Only these lines of the data below are wanted: the one with "first unfinished week.", the one with "bumped by storage.", and any lines between them, each repeated exactly.

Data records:
+===+

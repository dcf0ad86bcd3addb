#![forbid(unsafe_code)]

pub mod app_services;
pub mod attempts;
pub mod error;
pub mod jobs;
pub mod progression;
pub mod quiz_gen;
pub mod scheduler;

pub use pacer_core::time::Clock;

pub use app_services::AppServices;
pub use attempts::{
    AttemptService, CompleteOutcome, StartOutcome, StartRefusal, SubmitOutcome, SubmitRefusal,
};
pub use error::{
    AppServicesError, AttemptServiceError, JobError, ProgressionError, QuizGenError,
    SchedulerError,
};
pub use jobs::{
    EngagementReminder, LogNotifier, Notifier, StaleAttemptSweep, WeeklyQuizSeeder,
    register_default_jobs,
};
pub use progression::{CurrentPhase, Phase, ProgressSummary, ProgressionService};
pub use quiz_gen::{GeneratedQuiz, QuizGenService};
pub use scheduler::{
    Frequency, HISTORY_CAPACITY, Job, JobReport, RETRY_DELAY_MINUTES, RunOutcome, RunRecord,
    TICK_INTERVAL, TaskScheduler, TaskStatus,
};
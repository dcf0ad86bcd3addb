use pacer_core::model::{AnswerRecord, AttemptId, LearnerId, QuizAttempt, QuizId};

use super::SqliteRepository;
use super::mapping::{id_to_i64, insert_err, map_answer_row, map_attempt_row};
use crate::repository::{AttemptRepository, NewAttemptRecord, StorageError};

const ATTEMPT_COLUMNS: &str = r"
    id, learner_id, quiz_id, started_at, ended_at, status, attempt_number,
    points_earned, score_percent, passed
";

fn conn(e: sqlx::Error) -> StorageError {
    StorageError::Connection(e.to_string())
}

#[async_trait::async_trait]
impl AttemptRepository for SqliteRepository {
    async fn insert_attempt(
        &self,
        record: &NewAttemptRecord,
    ) -> Result<QuizAttempt, StorageError> {
        // The partial unique index on open attempts turns a second
        // concurrent start into a unique violation, so the check and the
        // insert are one step.
        let result = sqlx::query(
            r"
            INSERT INTO quiz_attempts (
                learner_id, quiz_id, started_at, ended_at, status,
                attempt_number, points_earned, score_percent, passed
            )
            VALUES (?1, ?2, ?3, NULL, 'in_progress', ?4, 0, 0.0, 0)
            ",
        )
        .bind(id_to_i64("learner_id", record.learner_id.value())?)
        .bind(id_to_i64("quiz_id", record.quiz_id.value())?)
        .bind(record.started_at)
        .bind(i64::from(record.attempt_number))
        .execute(&self.pool)
        .await
        .map_err(insert_err)?;

        let id = u64::try_from(result.last_insert_rowid())
            .map_err(|_| StorageError::Serialization("attempt id overflow".into()))?;

        Ok(QuizAttempt::started(
            AttemptId::new(id),
            record.learner_id,
            record.quiz_id,
            record.started_at,
            record.attempt_number,
        ))
    }

    async fn get_attempt(&self, id: AttemptId) -> Result<QuizAttempt, StorageError> {
        let row = sqlx::query(&format!(
            "SELECT {ATTEMPT_COLUMNS} FROM quiz_attempts WHERE id = ?1"
        ))
        .bind(id_to_i64("attempt_id", id.value())?)
        .fetch_optional(&self.pool)
        .await
        .map_err(conn)?
        .ok_or(StorageError::NotFound)?;

        map_attempt_row(&row)
    }

    async fn update_attempt(&self, attempt: &QuizAttempt) -> Result<(), StorageError> {
        let result = sqlx::query(
            r"
            UPDATE quiz_attempts
            SET ended_at = ?1, status = ?2, points_earned = ?3,
                score_percent = ?4, passed = ?5
            WHERE id = ?6
            ",
        )
        .bind(attempt.ended_at())
        .bind(attempt.status().as_str())
        .bind(i64::from(attempt.points_earned()))
        .bind(attempt.score_percent())
        .bind(attempt.passed())
        .bind(id_to_i64("attempt_id", attempt.id().value())?)
        .execute(&self.pool)
        .await
        .map_err(conn)?;

        if result.rows_affected() == 0 {
            return Err(StorageError::NotFound);
        }
        Ok(())
    }

    async fn attempts_for(
        &self,
        learner_id: LearnerId,
        quiz_id: QuizId,
    ) -> Result<Vec<QuizAttempt>, StorageError> {
        let rows = sqlx::query(&format!(
            r"
            SELECT {ATTEMPT_COLUMNS} FROM quiz_attempts
            WHERE learner_id = ?1 AND quiz_id = ?2
            ORDER BY attempt_number
            "
        ))
        .bind(id_to_i64("learner_id", learner_id.value())?)
        .bind(id_to_i64("quiz_id", quiz_id.value())?)
        .fetch_all(&self.pool)
        .await
        .map_err(conn)?;

        rows.iter().map(map_attempt_row).collect()
    }

    async fn insert_answer(&self, record: &AnswerRecord) -> Result<(), StorageError> {
        sqlx::query(
            r"
            INSERT INTO quiz_answers (
                attempt_id, question_id, submitted, is_correct,
                points_earned, answered_at
            )
            VALUES (?1, ?2, ?3, ?4, ?5, ?6)
            ",
        )
        .bind(id_to_i64("attempt_id", record.attempt_id.value())?)
        .bind(id_to_i64("question_id", record.question_id.value())?)
        .bind(&record.submitted)
        .bind(record.is_correct)
        .bind(i64::from(record.points_earned))
        .bind(record.answered_at)
        .execute(&self.pool)
        .await
        .map_err(insert_err)?;

        Ok(())
    }

    async fn answers_for_attempt(
        &self,
        attempt_id: AttemptId,
    ) -> Result<Vec<AnswerRecord>, StorageError> {
        let rows = sqlx::query(
            r"
            SELECT attempt_id, question_id, submitted, is_correct,
                   points_earned, answered_at
            FROM quiz_answers
            WHERE attempt_id = ?1
            ORDER BY id
            ",
        )
        .bind(id_to_i64("attempt_id", attempt_id.value())?)
        .fetch_all(&self.pool)
        .await
        .map_err(conn)?;

        rows.iter().map(map_answer_row).collect()
    }

    async fn in_progress_attempts(&self) -> Result<Vec<QuizAttempt>, StorageError> {
        let rows = sqlx::query(&format!(
            r"
            SELECT {ATTEMPT_COLUMNS} FROM quiz_attempts
            WHERE status = 'in_progress'
            ORDER BY id
            "
        ))
        .fetch_all(&self.pool)
        .await
        .map_err(conn)?;

        rows.iter().map(map_attempt_row).collect()
    }
}
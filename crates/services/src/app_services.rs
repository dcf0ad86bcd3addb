use std::sync::Arc;

use pacer_core::curriculum::CurriculumConfig;
use pacer_core::time::Clock;
use storage::repository::Storage;

use crate::attempts::AttemptService;
use crate::error::AppServicesError;
use crate::jobs::{LogNotifier, Notifier, register_default_jobs};
use crate::progression::ProgressionService;
use crate::quiz_gen::QuizGenService;
use crate::scheduler::TaskScheduler;

/// Assembles the application-facing services over one storage backend.
///
/// Everything is passed in explicitly; there is no global state, so tests
/// can build as many independent instances as they need.
#[derive(Clone)]
pub struct AppServices {
    clock: Clock,
    config: CurriculumConfig,
    storage: Storage,
    progression: Arc<ProgressionService>,
    quiz_gen: Arc<QuizGenService>,
    attempts: Arc<AttemptService>,
}

impl AppServices {
    /// Build services backed by `SQLite` storage.
    ///
    /// # Errors
    ///
    /// Returns `AppServicesError` if storage initialization fails.
    pub async fn new_sqlite(
        db_url: &str,
        clock: Clock,
        config: CurriculumConfig,
    ) -> Result<Self, AppServicesError> {
        let storage = Storage::sqlite(db_url).await?;
        Ok(Self::assemble(storage, clock, config))
    }

    /// Build services over in-memory storage.
    #[must_use]
    pub fn new_in_memory(clock: Clock, config: CurriculumConfig) -> Self {
        Self::assemble(Storage::in_memory(), clock, config)
    }

    fn assemble(storage: Storage, clock: Clock, config: CurriculumConfig) -> Self {
        let progression = Arc::new(ProgressionService::new(
            clock,
            config,
            Arc::clone(&storage.learners),
            Arc::clone(&storage.content),
        ));
        let quiz_gen = Arc::new(QuizGenService::new(
            clock,
            config,
            Arc::clone(&storage.quizzes),
        ));
        let attempts = Arc::new(AttemptService::new(
            clock,
            config,
            Arc::clone(&storage.quizzes),
            Arc::clone(&storage.attempts),
            Arc::clone(&storage.learners),
        ));

        Self {
            clock,
            config,
            storage,
            progression,
            quiz_gen,
            attempts,
        }
    }

    #[must_use]
    pub fn clock(&self) -> Clock {
        self.clock
    }

    #[must_use]
    pub fn config(&self) -> CurriculumConfig {
        self.config
    }

    #[must_use]
    pub fn storage(&self) -> &Storage {
        &self.storage
    }

    #[must_use]
    pub fn progression(&self) -> Arc<ProgressionService> {
        Arc::clone(&self.progression)
    }

    #[must_use]
    pub fn quiz_gen(&self) -> Arc<QuizGenService> {
        Arc::clone(&self.quiz_gen)
    }

    #[must_use]
    pub fn attempts(&self) -> Arc<AttemptService> {
        Arc::clone(&self.attempts)
    }

    /// A scheduler carrying the default maintenance jobs, ready for
    /// `run()` to be spawned.
    pub async fn scheduler(&self) -> Arc<TaskScheduler> {
        self.scheduler_with_notifier(Arc::new(LogNotifier)).await
    }

    /// Same as [`scheduler`](Self::scheduler) with a custom reminder
    /// channel.
    pub async fn scheduler_with_notifier(&self, notifier: Arc<dyn Notifier>) -> Arc<TaskScheduler> {
        let scheduler = Arc::new(TaskScheduler::new(self.clock));
        register_default_jobs(
            &scheduler,
            Arc::clone(&self.attempts),
            Arc::clone(&self.storage.learners),
            Arc::clone(&self.quiz_gen),
            notifier,
        )
        .await;
        scheduler
    }
}
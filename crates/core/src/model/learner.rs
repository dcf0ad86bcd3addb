use chrono::{DateTime, Utc};
use thiserror::Error;

use crate::model::ids::LearnerId;

//
// ─── ERRORS ────────────────────────────────────────────────────────────────────
//

#[derive(Debug, Error, Clone, PartialEq, Eq)]
#[non_exhaustive]
pub enum LearnerError {
    #[error("learner name cannot be empty")]
    EmptyName,

    #[error("learner section cannot be empty")]
    EmptySection,

    #[error("current week must be >= 1")]
    WeekBelowOne,

    #[error("completed weeks ({completed}) cannot exceed current week ({current})")]
    CompletedBeyondCurrent { completed: u32, current: u32 },
}

//
// ─── LEARNER ───────────────────────────────────────────────────────────────────
//

/// A learner enrolled in the paced curriculum.
///
/// `current_week` and `completed_weeks` are mutated only by the progression
/// engine's advance step; `version` supports optimistic concurrency at the
/// storage boundary so two concurrent advances cannot both win.
#[derive(Debug, Clone, PartialEq, Eq)]
pub struct Learner {
    id: LearnerId,
    name: String,
    section: String,
    current_week: u32,
    completed_weeks: u32,
    version: u64,
    enrolled_at: DateTime<Utc>,
    last_activity_at: Option<DateTime<Utc>>,
}

impl Learner {
    /// Creates a newly enrolled learner at week 1 with nothing completed.
    ///
    /// # Errors
    ///
    /// Returns `LearnerError` if name or section is empty or whitespace-only.
    pub fn new(
        id: LearnerId,
        name: impl Into<String>,
        section: impl Into<String>,
        enrolled_at: DateTime<Utc>,
    ) -> Result<Self, LearnerError> {
        Self::from_persisted(id, name, section, 1, 0, 1, enrolled_at, None)
    }

    /// Rehydrate a learner from persisted storage, re-checking invariants.
    ///
    /// # Errors
    ///
    /// Returns `LearnerError` if a field violates the week invariants.
    #[allow(clippy::too_many_arguments)]
    pub fn from_persisted(
        id: LearnerId,
        name: impl Into<String>,
        section: impl Into<String>,
        current_week: u32,
        completed_weeks: u32,
        version: u64,
        enrolled_at: DateTime<Utc>,
        last_activity_at: Option<DateTime<Utc>>,
    ) -> Result<Self, LearnerError> {
        let name = name.into().trim().to_owned();
        if name.is_empty() {
            return Err(LearnerError::EmptyName);
        }
        let section = section.into().trim().to_owned();
        if section.is_empty() {
            return Err(LearnerError::EmptySection);
        }
        if current_week == 0 {
            return Err(LearnerError::WeekBelowOne);
        }
        if completed_weeks > current_week {
            return Err(LearnerError::CompletedBeyondCurrent {
                completed: completed_weeks,
                current: current_week,
            });
        }

        Ok(Self {
            id,
            name,
            section,
            current_week,
            completed_weeks,
            version,
            enrolled_at,
            last_activity_at,
        })
    }

    // Accessors
    #[must_use]
    pub fn id(&self) -> LearnerId {
        self.id
    }

    #[must_use]
    pub fn name(&self) -> &str {
        &self.name
    }

    #[must_use]
    pub fn section(&self) -> &str {
        &self.section
    }

    #[must_use]
    pub fn current_week(&self) -> u32 {
        self.current_week
    }

    #[must_use]
    pub fn completed_weeks(&self) -> u32 {
        self.completed_weeks
    }

    #[must_use]
    pub fn version(&self) -> u64 {
        self.version
    }

    #[must_use]
    pub fn enrolled_at(&self) -> DateTime<Utc> {
        self.enrolled_at
    }

    #[must_use]
    pub fn last_activity_at(&self) -> Option<DateTime<Utc>> {
        self.last_activity_at
    }

    /// The week the learner should actually be working on.
    ///
    /// A learner whose `current_week` ran ahead of what they completed is
    /// held back to the first unfinished week.
    #[must_use]
    pub fn visible_week(&self) -> u32 {
        self.current_week.min(self.completed_weeks + 1)
    }

    /// Advance one week: the current week counts as completed and the next
    /// one opens up.
    ///
    /// Callers are expected to persist the result through an
    /// optimistic-version update; `version` itself is bumped by storage.
    pub fn advance(&mut self, now: DateTime<Utc>) {
        self.completed_weeks = self.current_week;
        self.current_week += 1;
        self.last_activity_at = Some(now);
    }

    /// Record that the learner did something, for inactivity tracking.
    pub fn touch(&mut self, now: DateTime<Utc>) {
        self.last_activity_at = Some(now);
    }
}

//
// ─── TESTS ─────────────────────────────────────────────────────────────────────
//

+===+

Expected answer:
    /// held back to the first unfinished week.
    #[must_use]
    pub fn visible_week(&self) -> u32 {
        self.current_week.min(self.completed_weeks + 1)
    }

    /// Advance one week: the current week counts as completed and the next
    /// one opens up.
    ///
    /// Callers are expected to persist the result through an
    /// optimistic-version update; `version` itself is bumped by storage.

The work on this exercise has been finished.